In JackEdTaylor/LexOPS: A Package and Shiny App for Generating Matched Stimuli

The control_for() function works well when your variable is 1-dimensional, with a single value for each word, as it is for variables like Length, Frequency or Concreteness. Things become slightly trickier, however, when controlling for distance or similarity values, which can be calculated for each unique combination of words (i.e. $n^2$ values). One easy solution is to use control_for_map() to pass a function which should be used to calculate the value between any two words. Simple examples for controlling for orthographic and phonological similarity are available in the package bookdown site. This vignette demonstrates how to build your own function for control_for_map(), which in this example controls for semantic similarity.

Packages

library(readr)
library(dplyr)
library(LexOPS)

set.seed(1)

Importing Datsets

The word pair norms come from Erin Buchanan and colleagues. This dataset indexes semantic similarity between cues and targets. Alternative sources of semantic association/relatedness values include the Small World of Words.

pairs <- readr::read_csv("https://media.githubusercontent.com/media/doomlab/shiny-server/master/wn_double/double_words.csv")

Creating the Semantic Similarity Function

The function we create should index the similarity between $n$ matches (in a vector) and a target word (as a single string).
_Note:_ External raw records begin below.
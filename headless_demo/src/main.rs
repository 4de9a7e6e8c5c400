//! Headless render system demo
//!
//! Runs a handful of frames against the headless backend, drops resources
//! mid-run and simulates a swapchain loss, logging what the device sees.
//!
//! Usage: `headless_demo [config.toml|config.ron]`

use std::rc::Rc;

use basic_render::prelude::*;
use basic_render::render::backends::headless::{HeadlessDevice, HeadlessShaderFactory};
use basic_render::render::DynamicBuffer;
use image::{Rgba, RgbaImage};
use thiserror::Error;

const FRAME_COUNT: u32 = 6;
const DROP_AFTER_FRAME: u32 = 2;
const EXTENT: PxExtent2D = PxExtent2D::new(800, 600);

/// Demo errors
#[derive(Error, Debug)]
pub enum DemoError {
    /// Render system failure
    #[error("Render error: {0}")]
    Render(#[from] RenderError),

    /// Configuration could not be loaded
    #[error("Config error: {0}")]
    Config(#[from] ConfigError),
}

struct Scene {
    material: Material,
    quad: Buffer,
    indices: Buffer,
    scratch: Rc<DynamicBuffer>,
}

struct HeadlessApp {
    device: Rc<HeadlessDevice>,
    factory: Rc<HeadlessShaderFactory>,
    render_system: RenderSystem,
    scene: Option<Scene>,
}

impl HeadlessApp {
    fn new(config: RenderSystemConfig) -> Result<Self, DemoError> {
        let device = Rc::new(HeadlessDevice::new());
        let factory = Rc::new(HeadlessShaderFactory::new());
        let render_system = RenderSystem::new(RenderSystemCreateInfo::new(
            device.clone(),
            factory.clone(),
            config,
        ))?;
        Ok(Self {
            device,
            factory,
            render_system,
            scene: None,
        })
    }

    fn initialize(&mut self) -> Result<(), DemoError> {
        self.render_system
            .create_dependent_resources(&DependentCreateInfo::new(EXTENT))?;

        let checker = RgbaImage::from_fn(8, 8, |x, y| {
            if (x + y) % 2 == 0 {
                Rgba([255, 255, 255, 255])
            } else {
                Rgba([40, 40, 40, 255])
            }
        });
        let texture = self.render_system.create_texture_2d(
            &RawTexture::from_rgba_image(&checker),
            TextureFilterHint::Nearest,
            TextureFlags::empty(),
        )?;
        let material = self.render_system.create_material(
            &MaterialCreateInfo::new(
                MaterialInfo::alpha_blend(),
                VertexPositionColorTexture::declaration(),
                texture,
            ),
            false,
        )?;

        let vertices = [
            VertexPositionColorTexture::new([-1.0, -1.0, 0.0], [1.0; 4], [0.0, 0.0]),
            VertexPositionColorTexture::new([1.0, -1.0, 0.0], [1.0; 4], [1.0, 0.0]),
            VertexPositionColorTexture::new([1.0, 1.0, 0.0], [1.0; 4], [1.0, 1.0]),
            VertexPositionColorTexture::new([-1.0, 1.0, 0.0], [1.0; 4], [0.0, 1.0]),
        ];
        let quad = self
            .render_system
            .create_buffer(&BufferContent::vertices(&vertices), BufferUsage::Static)?;
        let indices = self.render_system.create_buffer(
            &BufferContent::index(&[0, 1, 2, 2, 3, 0]),
            BufferUsage::Static,
        )?;
        let scratch = self
            .render_system
            .create_dynamic_buffer(&BufferContent::index(&[0, 1, 2]), 6)?;

        self.scene = Some(Scene {
            material,
            quad,
            indices,
            scratch,
        });
        self.log_counts("initialized");
        Ok(())
    }

    fn run_frame(&mut self, frame_index: u32) -> Result<(), DemoError> {
        self.render_system.pre_update();
        self.render_system.begin_frame(&BeginFrameInfo::new(frame_index));
        self.render_system.begin_cmds()?;
        self.render_system.cmd_set_camera(&CameraInfo::default())?;
        if let Some(scene) = &self.scene {
            scene.scratch.set_data(&BufferContent::index(&[0, 1, 2, 2, 3, 0]))?;
            self.render_system.cmd_bind_material(&scene.material)?;
            self.render_system.cmd_bind_vertex_buffer(&scene.quad)?;
            self.render_system.cmd_bind_index_buffer(&scene.indices)?;
            self.render_system.cmd_draw_indexed(6, 0)?;
        }
        self.render_system.end_cmds();
        self.render_system.end_frame();

        if frame_index == DROP_AFTER_FRAME {
            log::info!("Dropping scene resources after frame {}", frame_index);
            self.scene = None;
        }
        self.log_counts(&format!("frame {}", frame_index));
        Ok(())
    }

    fn simulate_swapchain_loss(&mut self) -> Result<(), DemoError> {
        self.render_system.on_render_system_event(RenderSystemEvent::SwapchainLost);
        self.log_counts("swapchain lost");
        self.render_system
            .on_render_system_event(RenderSystemEvent::SwapchainRecreated);
        self.render_system
            .create_dependent_resources(&DependentCreateInfo::new(EXTENT))?;
        self.log_counts("swapchain recreated");
        Ok(())
    }

    fn log_counts(&self, stage: &str) {
        log::info!(
            "[{}] live textures: {}, buffers: {}, materials: {}, shaders: {}",
            stage,
            self.device.live_texture_count(),
            self.device.live_buffer_count(),
            self.device.live_material_count(),
            self.factory.live_shader_count()
        );
    }
}

fn load_config() -> Result<RenderSystemConfig, DemoError> {
    match std::env::args().nth(1) {
        Some(path) => {
            log::info!("Loading render config from {}", path);
            Ok(RenderSystemConfig::load_from_file(path)?)
        }
        None => Ok(RenderSystemConfig::default()),
    }
}

fn main() -> Result<(), DemoError> {
    basic_render::foundation::logging::init();

    let config = load_config()?;
    let mut app = HeadlessApp::new(config)?;
    app.initialize()?;
    for frame_index in 0..FRAME_COUNT {
        app.run_frame(frame_index)?;
    }
    app.simulate_swapchain_loss()?;
    app.render_system.destroy_dependent_resources();

    let HeadlessApp {
        device,
        factory,
        render_system,
        ..
    } = app;
    drop(render_system);
    log::info!(
        "Shut down: {} textures, {} buffers, {} materials, {} shaders still alive",
        device.live_texture_count(),
        device.live_buffer_count(),
        device.live_material_count(),
        factory.live_shader_count()
    );
    Ok(())
}
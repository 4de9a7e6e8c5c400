//! Foundation module - Core utilities and types
//!
//! - Handle-based collections used by every resource manager
//! - Logging utilities

pub mod collections;
pub mod logging;
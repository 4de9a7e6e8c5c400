//! # Render Module
//!
//! Deferred GPU resource lifecycle management behind a small immediate-mode
//! render API.
//!
//! ## Architecture
//!
//! ```text
//! RenderSystem (facade, frame/command state machine)
//!     ├── MaterialManager ──┬──> ShaderManager (reference counted)
//!     │                     └──> Texture2D trackers (strong)
//!     ├── TextureManager  (static + dynamic, deferred destruction)
//!     ├── BufferManager   (static + dynamic, deferred destruction)
//!     └── ShaderManager   (predefined + custom shaders)
//!                 ↓
//!     NativeDevice / NativeShaderFactory (backend collaborators)
//! ```
//!
//! Resource lifetime is driven by ordinary reference counting in application
//! code: every creation call returns an `Rc` tracker and the manager only
//! keeps a `Weak` observer. Each `pre_update` runs a garbage-collection pass
//! that waits for the frames-in-flight window to drain before destroying the
//! native object of an expired tracker.

pub mod api;
pub mod backends;
pub mod managers;
pub mod resources;

mod render_system;

pub use api::{
    BeginFrameInfo, CameraInfo, DependentCreateInfo, NativeBufferHandle, NativeDevice,
    NativeMaterialCreateInfo, NativeMaterialHandle, NativeShaderFactory, NativeShaderHandle,
    NativeTextureHandle, NativeTextureInfo, ShaderCreateInfo, ShaderStage, TextureCaps,
};
pub use render_system::{
    cascade_order, CachingState, CascadeDirection, RenderSystem, RenderSystemCreateInfo,
    ResourceManagerKind,
};
pub use resources::{
    BlendState, Buffer, BufferContent, BufferHandle, BufferType, BufferUsage, CompareOp, CullMode,
    DynamicBuffer, DynamicTexture, FrontFace, Material, MaterialCreateInfo, MaterialHandle,
    MaterialInfo, PixelFormat, PredefinedShaderType, PxExtent2D, PxViewport, RawTexture,
    ShaderHandle, StaticBuffer, StaticTexture, Texture2D, TextureFilterHint, TextureFlags,
    TextureHandle, VertexAttribute, VertexDeclaration, VertexElement, VertexElementFormat,
    VertexElementUsage, VertexPositionColor, VertexPositionColorTexture, VertexType,
};

use crate::config::ConfigError;
use crate::foundation::collections::HandleTableError;
use thiserror::Error;

/// Presentation-layer events forwarded to every resource manager
///
/// Raised by the host windowing layer. A lost swapchain implies the device is
/// idle, which lets the managers collect garbage without waiting for the
/// frames-in-flight window.
#[derive(Debug, Clone, Copy, PartialEq, Eq, Hash)]
pub enum RenderSystemEvent {
    /// The swapchain was lost; no GPU work is outstanding
    SwapchainLost,
    /// The swapchain was created again
    SwapchainRecreated,
}

/// Render system errors
///
/// Contract violations (bad handles, calls outside the allowed state, capacity
/// overflow) and backend creation failures are reported through this type.
/// Expected absence is not an error and is reported with `Option`/`bool`.
#[derive(Error, Debug)]
pub enum RenderError {
    /// An argument did not satisfy the operation's preconditions
    #[error("Invalid argument: {0}")]
    InvalidArgument(String),

    /// The call is not allowed in the current render system state
    ///
    /// For example recording a command outside a `begin_cmds`/`end_cmds` block.
    #[error("Usage error: {0}")]
    UsageError(String),

    /// The request exceeds a capability or representable capacity
    #[error("Not supported: {0}")]
    NotSupported(String),

    /// A required object does not exist
    #[error("Not found: {0}")]
    NotFound(String),

    /// The native backend failed to create a resource
    #[error("Resource creation failed: {0}")]
    ResourceCreationFailed(String),

    /// A handle did not refer to a live record
    #[error("Handle lookup failed: {0}")]
    Handle(#[from] HandleTableError),

    /// The configuration was rejected
    #[error("Configuration error: {0}")]
    Config(#[from] ConfigError),
}

/// Result type for rendering operations
pub type RenderResult<T> = Result<T, RenderError>;
//! Specialized collection types
//!
//! [`HandleTable`] gives every stored record a small, densely packed `u32`
//! handle that stays stable while the record lives. Records themselves are
//! kept packed at the front of the backing storage, so a whole-table sweep is
//! a plain walk over `0..count()`.
//!
//! ```text
//! slots:  [ A | C | B | - | - ]      count = 3
//!           ^ dense index 0..3 are live
//! handle -> index lookup lives in the same slots
//! ```
//!
//! Handles are recycled: once a record is removed its handle becomes the next
//! handle returned by [`HandleTable::add`]. A handle is therefore unique among
//! the live records of one table, never across all time.

use thiserror::Error;

/// Handle type handed out by a [`HandleTable`]
pub type Handle = u32;

/// Number of slots added whenever the table runs out of room
const GROW_BY: u32 = 32;

/// Handle table lookup errors
#[derive(Debug, Clone, Copy, PartialEq, Eq, Error)]
pub enum HandleTableError {
    /// The handle is unknown or was already freed
    #[error("Handle {0} is out of range")]
    OutOfRange(Handle),

    /// The dense index is not below the live record count
    #[error("Index {index} is out of range (count: {count})")]
    IndexOutOfRange {
        /// Requested dense index
        index: u32,
        /// Live record count at the time of the request
        count: u32,
    },
}

#[derive(Debug, Clone)]
struct Slot<T> {
    /// Dense index of the record that owns the handle equal to this slot position
    handle_to_index: u32,
    /// Handle of the record stored at this dense index
    handle: Handle,
    element: Option<T>,
}

/// Arena that maps opaque integer handles to records
///
/// Lookups and removals by handle are O(1). Removal swaps the last live
/// record into the freed dense index, so dense indices are not stable across
/// removals while handles are.
#[derive(Debug, Clone)]
pub struct HandleTable<T> {
    slots: Vec<Slot<T>>,
    count: u32,
}

impl<T> HandleTable<T> {
    /// Create an empty table
    pub const fn new() -> Self {
        Self {
            slots: Vec::new(),
            count: 0,
        }
    }

    /// Create an empty table with room for `capacity` records
    pub fn with_capacity(capacity: u32) -> Self {
        let mut table = Self::new();
        table.reserve(capacity);
        table
    }

    /// Number of live records
    pub const fn count(&self) -> u32 {
        self.count
    }

    /// True if no records are stored
    pub const fn is_empty(&self) -> bool {
        self.count == 0
    }

    /// Number of slots currently allocated
    #[allow(clippy::cast_possible_truncation)]
    pub fn capacity(&self) -> u32 {
        self.slots.len() as u32
    }

    /// Grow the table so it can hold at least `capacity` records
    pub fn reserve(&mut self, capacity: u32) {
        let old_capacity = self.capacity();
        if capacity <= old_capacity {
            return;
        }
        self.slots.reserve((capacity - old_capacity) as usize);
        for i in old_capacity..capacity {
            self.slots.push(Slot {
                handle_to_index: i,
                handle: i,
                element: None,
            });
        }
    }

    /// Store a record and return its handle (amortized O(1))
    pub fn add(&mut self, element: T) -> Handle {
        if self.count >= self.capacity() {
            self.reserve(self.capacity() + GROW_BY);
        }
        let index = self.count as usize;
        let handle = self.slots[index].handle;
        debug_assert_eq!(self.slots[handle as usize].handle_to_index, self.count);
        self.slots[index].element = Some(element);
        self.count += 1;
        handle
    }

    /// Store a record built from the handle it is about to receive
    ///
    /// Lets a record and a side value (typically a tracker) carry their own
    /// handle without a second lookup.
    pub fn add_with<R>(&mut self, build: impl FnOnce(Handle) -> (T, R)) -> (Handle, R) {
        if self.count >= self.capacity() {
            self.reserve(self.capacity() + GROW_BY);
        }
        let next = self.slots[self.count as usize].handle;
        let (element, extra) = build(next);
        let handle = self.add(element);
        debug_assert_eq!(handle, next);
        (handle, extra)
    }

    /// True if `handle` refers to a live record
    pub fn is_valid_handle(&self, handle: Handle) -> bool {
        self.slots
            .get(handle as usize)
            .is_some_and(|slot| slot.handle_to_index < self.count)
    }

    /// True if `index` is a live dense index
    pub const fn is_valid_index(&self, index: u32) -> bool {
        index < self.count
    }

    /// Look up a record, failing if the handle is unknown or freed
    pub fn get(&self, handle: Handle) -> Result<&T, HandleTableError> {
        self.try_get(handle).ok_or(HandleTableError::OutOfRange(handle))
    }

    /// Mutable variant of [`HandleTable::get`]
    pub fn get_mut(&mut self, handle: Handle) -> Result<&mut T, HandleTableError> {
        self.try_get_mut(handle).ok_or(HandleTableError::OutOfRange(handle))
    }

    /// Look up a record, returning `None` if the handle is unknown or freed
    pub fn try_get(&self, handle: Handle) -> Option<&T> {
        if !self.is_valid_handle(handle) {
            return None;
        }
        let index = self.slots[handle as usize].handle_to_index as usize;
        self.slots[index].element.as_ref()
    }

    /// Mutable variant of [`HandleTable::try_get`]
    pub fn try_get_mut(&mut self, handle: Handle) -> Option<&mut T> {
        if !self.is_valid_handle(handle) {
            return None;
        }
        let index = self.slots[handle as usize].handle_to_index as usize;
        self.slots[index].element.as_mut()
    }

    /// Free the record behind `handle`. Returns false if it was already invalid.
    pub fn remove(&mut self, handle: Handle) -> bool {
        self.take(handle).is_some()
    }

    /// Free the record behind `handle` and hand it back to the caller
    pub fn take(&mut self, handle: Handle) -> Option<T> {
        if !self.is_valid_handle(handle) {
            return None;
        }
        let index = self.slots[handle as usize].handle_to_index;
        self.fast_remove_at(index)
    }

    /// Free the record stored at dense `index` and hand it back
    pub fn remove_at(&mut self, index: u32) -> Result<T, HandleTableError> {
        if !self.is_valid_index(index) {
            return Err(HandleTableError::IndexOutOfRange {
                index,
                count: self.count,
            });
        }
        self.fast_remove_at(index).ok_or(HandleTableError::IndexOutOfRange {
            index,
            count: self.count,
        })
    }

    /// Record stored at dense `index`
    pub fn get_at(&self, index: u32) -> Option<&T> {
        if !self.is_valid_index(index) {
            return None;
        }
        self.slots[index as usize].element.as_ref()
    }

    /// Mutable record stored at dense `index`
    pub fn get_at_mut(&mut self, index: u32) -> Option<&mut T> {
        if !self.is_valid_index(index) {
            return None;
        }
        self.slots[index as usize].element.as_mut()
    }

    /// Handle of the record stored at dense `index`
    pub fn fast_index_to_handle(&self, index: u32) -> Handle {
        debug_assert!(self.is_valid_index(index));
        self.slots[index as usize].handle
    }

    /// Dense index of the record behind `handle`
    pub fn fast_handle_to_index(&self, handle: Handle) -> u32 {
        debug_assert!(self.is_valid_handle(handle));
        self.slots[handle as usize].handle_to_index
    }

    /// Iterate over `(handle, record)` pairs in dense order
    pub fn iter(&self) -> impl Iterator<Item = (Handle, &T)> {
        self.slots[..self.count as usize]
            .iter()
            .filter_map(|slot| slot.element.as_ref().map(|element| (slot.handle, element)))
    }

    /// Iterate mutably over `(handle, record)` pairs in dense order
    pub fn iter_mut(&mut self) -> impl Iterator<Item = (Handle, &mut T)> {
        self.slots[..self.count as usize]
            .iter_mut()
            .filter_map(|slot| slot.element.as_mut().map(|element| (slot.handle, element)))
    }

    /// Remove every record, returning them with their handles
    pub fn drain(&mut self) -> Vec<(Handle, T)> {
        let drained = self.slots[..self.count as usize]
            .iter_mut()
            .filter_map(|slot| slot.element.take().map(|element| (slot.handle, element)))
            .collect();
        self.count = 0;
        drained
    }

    /// Remove every record
    pub fn clear(&mut self) {
        for slot in &mut self.slots[..self.count as usize] {
            slot.element = None;
        }
        self.count = 0;
    }

    fn fast_remove_at(&mut self, index: u32) -> Option<T> {
        debug_assert!(self.count > 0);
        self.count -= 1;
        let last = self.count;
        let element = self.slots[index as usize].element.take();
        if index != last {
            let removed_handle = self.slots[index as usize].handle;
            let last_handle = self.slots[last as usize].handle;

            self.slots[index as usize].element = self.slots[last as usize].element.take();
            self.slots[index as usize].handle = last_handle;
            self.slots[last as usize].handle = removed_handle;

            self.slots[last_handle as usize].handle_to_index = index;
            self.slots[removed_handle as usize].handle_to_index = last;
        }
        element
    }
}

impl<T> Default for HandleTable<T> {
    fn default() -> Self {
        Self::new()
    }
}

#[cfg(test)]
mod tests {
    use super::*;

    #[test]
    fn test_add_then_get_returns_record() {
        let mut table = HandleTable::new();
        let a = table.add("a");
        let b = table.add("b");

        assert_ne!(a, b);
        assert_eq!(table.count(), 2);
        assert_eq!(table.get(a), Ok(&"a"));
        assert_eq!(table.get(b), Ok(&"b"));
    }

    #[test]
    fn test_get_unknown_handle_is_out_of_range() {
        let table: HandleTable<u8> = HandleTable::new();
        assert_eq!(table.get(7), Err(HandleTableError::OutOfRange(7)));
        assert!(table.try_get(7).is_none());
    }

    #[test]
    fn test_remove_then_try_get_is_none() {
        let mut table = HandleTable::new();
        let a = table.add(10);

        assert!(table.remove(a));
        assert!(table.try_get(a).is_none());
        assert!(table.get(a).is_err());
        assert!(table.is_empty());
    }

    #[test]
    fn test_remove_twice_returns_false() {
        let mut table = HandleTable::new();
        let a = table.add(1);
        assert!(table.remove(a));
        assert!(!table.remove(a));
        assert!(!table.remove(12345));
    }

    #[test]
    fn test_handles_are_unique_while_live() {
        let mut table = HandleTable::new();
        let mut handles: Vec<Handle> = (0..100).map(|i| table.add(i)).collect();
        handles.sort_unstable();
        handles.dedup();
        assert_eq!(handles.len(), 100);
    }

    #[test]
    fn test_handle_reused_only_after_remove() {
        let mut table = HandleTable::new();
        let a = table.add('a');
        let b = table.add('b');
        let c = table.add('c');
        assert!(a != b && b != c && a != c);

        assert!(table.remove(b));
        let d = table.add('d');
        assert_eq!(d, b);
        assert_eq!(table.get(d), Ok(&'d'));
        assert_eq!(table.get(a), Ok(&'a'));
        assert_eq!(table.get(c), Ok(&'c'));
    }

    #[test]
    fn test_remove_keeps_other_handles_valid() {
        let mut table = HandleTable::new();
        let handles: Vec<Handle> = (0..10).map(|i| table.add(i * 10)).collect();

        for &handle in handles.iter().step_by(2) {
            assert!(table.remove(handle));
        }

        assert_eq!(table.count(), 5);
        for (i, &handle) in handles.iter().enumerate() {
            if i % 2 == 0 {
                assert!(table.try_get(handle).is_none());
            } else {
                assert_eq!(table.try_get(handle), Some(&(i * 10)));
            }
        }
    }

    #[test]
    fn test_dense_index_round_trip() {
        let mut table = HandleTable::new();
        let a = table.add(1);
        let b = table.add(2);
        table.remove(a);

        assert_eq!(table.count(), 1);
        assert_eq!(table.fast_index_to_handle(0), b);
        assert_eq!(table.fast_handle_to_index(b), 0);
        assert_eq!(table.get_at(0), Some(&2));
        assert!(table.get_at(1).is_none());
    }

    #[test]
    fn test_remove_at_invalid_index() {
        let mut table: HandleTable<u8> = HandleTable::new();
        assert_eq!(
            table.remove_at(0),
            Err(HandleTableError::IndexOutOfRange { index: 0, count: 0 })
        );
    }

    #[test]
    fn test_grows_past_initial_capacity() {
        let mut table = HandleTable::with_capacity(2);
        for i in 0..(GROW_BY * 3) {
            table.add(i);
        }
        assert_eq!(table.count(), GROW_BY * 3);
        assert!(table.capacity() >= GROW_BY * 3);
    }

    #[test]
    fn test_drain_empties_table() {
        let mut table = HandleTable::new();
        let a = table.add("x");
        let b = table.add("y");

        let drained = table.drain();
        assert_eq!(drained, vec![(a, "x"), (b, "y")]);
        assert!(table.is_empty());
        assert!(!table.is_valid_handle(a));
    }

    #[test]
    fn test_clear_then_add_recycles() {
        let mut table = HandleTable::new();
        table.add(1);
        table.add(2);
        table.clear();

        assert!(table.is_empty());
        let h = table.add(3);
        assert_eq!(table.get(h), Ok(&3));
        assert_eq!(table.iter().count(), 1);
    }

    #[test]
    fn test_add_with_sees_final_handle() {
        let mut table = HandleTable::new();
        let first = table.add(0u32);
        table.remove(first);

        let (handle, seen) = table.add_with(|handle| (handle + 100, handle));
        assert_eq!(handle, seen);
        assert_eq!(handle, first);
        assert_eq!(table.get(handle), Ok(&(first + 100)));
    }
}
The result should be a vector of values of length $n$, in the same order as the matches. Using the pairs tibble, we can use some dplyr manipulation to return the required values as a vector. This function returns the root values, indexing the cosine of two words' semantic overlap for root words (see here for more details).

sem_matches <- function(matches, target) {
  # for speed, return N ones if possible
  if (all(matches==target)) return(rep(1, length(matches)))
  # find each match-target association value
  tibble(CUE = matches, TARGET = target) |>
    full_join(pairs, by=c("CUE", "TARGET")) |>
    filter(TARGET == target & CUE %in% matches) |>
    pull(root)
}

Let's test the function on some example match-target combinations.

# should return 1
sem_matches("yellow", "yellow")

# should return 3 values: 1 if identical, 0<x<1 if value present, NA if missing
sem_matches(c("yellow", "sun", "leaf"), "yellow")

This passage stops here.